*EXERCISE OBJECTIVE:*
Below are entries; output exactly the lines from the one with "use std::time::Duration;" to the one with "no cookies yet.", both included, and nothing else.

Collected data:
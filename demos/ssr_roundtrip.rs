//! SSR round trip: server assigns variants, client replays them.
//!
//! Run with: cargo run --example ssr_roundtrip

use std::sync::Arc;
use std::time::Duration;

use trueno_ab::backend::FixedBackend;
use trueno_ab::context::ExecutionContext;
use trueno_ab::cookie::MemoryCookieStore;
use trueno_ab::experiment::ExperimentDefinition;
use trueno_ab::registry::{RegisterOptions, Registry};
use trueno_ab::session::ExperimentSession;
use trueno_ab::SsrData;

fn experiments() -> trueno_ab::Result<Vec<(&'static str, ExperimentDefinition)>> {
    Ok(vec![
        ("hero", ExperimentDefinition::new("exp-hero-banner", 2)?),
        (
            "pricing",
            ExperimentDefinition::builder("exp-pricing-table", 3).testing_id(42).build()?,
        ),
    ])
}

#[tokio::main]
async fn main() -> anyhow::Result<()> {
    trueno_ab::logging::init();

    // Server: first request, no cookies yet.
    let server = Registry::builder().logging(true).build();
    server.register_experiments(experiments()?, RegisterOptions::ssr());

    let response_cookies = MemoryCookieStore::new();
    let ssr = server.get_ssr_variants(&MemoryCookieStore::new(), |name, value| {
        println!("Set-Cookie: {name}={value}");
        response_cookies.set(name, value.to_string());
    })?;
    let payload = ssr.to_json()?;
    println!("embedded SSR payload: {payload}");

    // Server: second request carries the cookies back, nothing new is set.
    let again = server.get_ssr_variants(&response_cookies, |name, _| {
        println!("unexpected Set-Cookie for {name}");
    })?;
    assert_eq!(again, ssr);

    // Client: replays the payload without touching the backend.
    let client = Arc::new(
        Registry::builder()
            .context(ExecutionContext::browser("https://shop.test/pricing?force=42&variant=2"))
            .timeout_ms(250)
            .logging(true)
            .build(),
    );
    client.register_experiments(experiments()?, RegisterOptions::default());

    let backend = FixedBackend::new(1).with_delay(Duration::from_millis(50));
    let session = ExperimentSession::new(Arc::clone(&client), backend).with_ssr(SsrData::from_json(&payload)?);

    for name in client.names() {
        let state = session.resolve(&name).await?;
        println!("{name}: variant={:?} ssr={}", state.variant, state.is_ssr);
    }

    Ok(())
}
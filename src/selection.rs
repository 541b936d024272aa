//! Mapping a resolved index to a declared option
//!
//! The engine resolves a number. A consumer (page, template, handler) declares
//! its options, each covering one or more variant indices, and asks which one to
//! use. Indices no option covers fall back to the first option.

use crate::experiment::RegisteredExperiment;
use crate::{Error, Result};

/// One declared option, covering one or several variant indices.
#[derive(Debug, Clone, PartialEq, Eq)]
pub enum VariantOption {
    /// Chosen for exactly this index
    Single(usize),
    /// Chosen for any of these indices
    Many(Vec<usize>),
}

impl VariantOption {
    /// Number of indices this option covers.
    #[must_use]
    pub fn len(&self) -> usize {
        match self {
            Self::Single(_) => 1,
            Self::Many(indices) => indices.len(),
        }
    }

    /// True for a `Many` with no indices.
    #[must_use]
    pub fn is_empty(&self) -> bool {
        self.len() == 0
    }

    /// True if this option covers `index`.
    #[must_use]
    pub fn contains(&self, index: usize) -> bool {
        match self {
            Self::Single(i) => *i == index,
            Self::Many(indices) => indices.contains(&index),
        }
    }
}

impl From<usize> for VariantOption {
    fn from(index: usize) -> Self {
        Self::Single(index)
    }
}

impl From<Vec<usize>> for VariantOption {
    fn from(indices: Vec<usize>) -> Self {
        Self::Many(indices)
    }
}

/// Ordered set of options declared for one experiment.
#[derive(Debug, Clone, Default, PartialEq, Eq)]
pub struct VariantSet {
    options: Vec<VariantOption>,
}

impl VariantSet {
    /// Create a set from options in declaration order.
    #[must_use]
    pub fn new<I, O>(options: I) -> Self
    where
        I: IntoIterator<Item = O>,
        O: Into<VariantOption>,
    {
        Self {
            options: options.into_iter().map(Into::into).collect(),
        }
    }

    /// Declared options.
    #[must_use]
    pub fn options(&self) -> &[VariantOption] {
        &self.options
    }

    /// Total number of indices covered, counting duplicates.
    #[must_use]
    pub fn declared_count(&self) -> usize {
        self.options.iter().map(VariantOption::len).sum()
    }

    /// Fail fast if the declared indices do not add up to the registered count.
    ///
    /// # Errors
    ///
    /// Returns [`Error::VariantCountMismatch`] when the counts differ
    pub fn validate(&self, experiment: &RegisteredExperiment) -> Result<()> {
        let actual = self.declared_count();
        if actual == experiment.variant_count() {
            return Ok(());
        }

        Err(Error::VariantCountMismatch {
            id: experiment.id().to_string(),
            expected: experiment.variant_count(),
            actual,
        })
    }

    /// Position of the first option covering `index`, or of the first option if
    /// none does. `None` only for an empty set.
    #[must_use]
    pub fn pick(&self, index: usize) -> Option<usize> {
        if self.options.is_empty() {
            return None;
        }
        Some(self.options.iter().position(|o| o.contains(index)).unwrap_or(0))
    }
}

*TASK SOLUTION:*
use std::time::Duration;

use trueno_ab::backend::FixedBackend;
use trueno_ab::context::ExecutionContext;
use trueno_ab::cookie::MemoryCookieStore;
use trueno_ab::experiment::ExperimentDefinition;
use trueno_ab::registry::{RegisterOptions, Registry};
use trueno_ab::session::ExperimentSession;
use trueno_ab::SsrData;

fn experiments() -> trueno_ab::Result<Vec<(&'static str, ExperimentDefinition)>> {
    Ok(vec![
        ("hero", ExperimentDefinition::new("exp-hero-banner", 2)?),
        (
            "pricing",
            ExperimentDefinition::builder("exp-pricing-table", 3).testing_id(42).build()?,
        ),
    ])
}

#[tokio::main]
async fn main() -> anyhow::Result<()> {
    trueno_ab::logging::init();

    // Server: first request, no cookies yet.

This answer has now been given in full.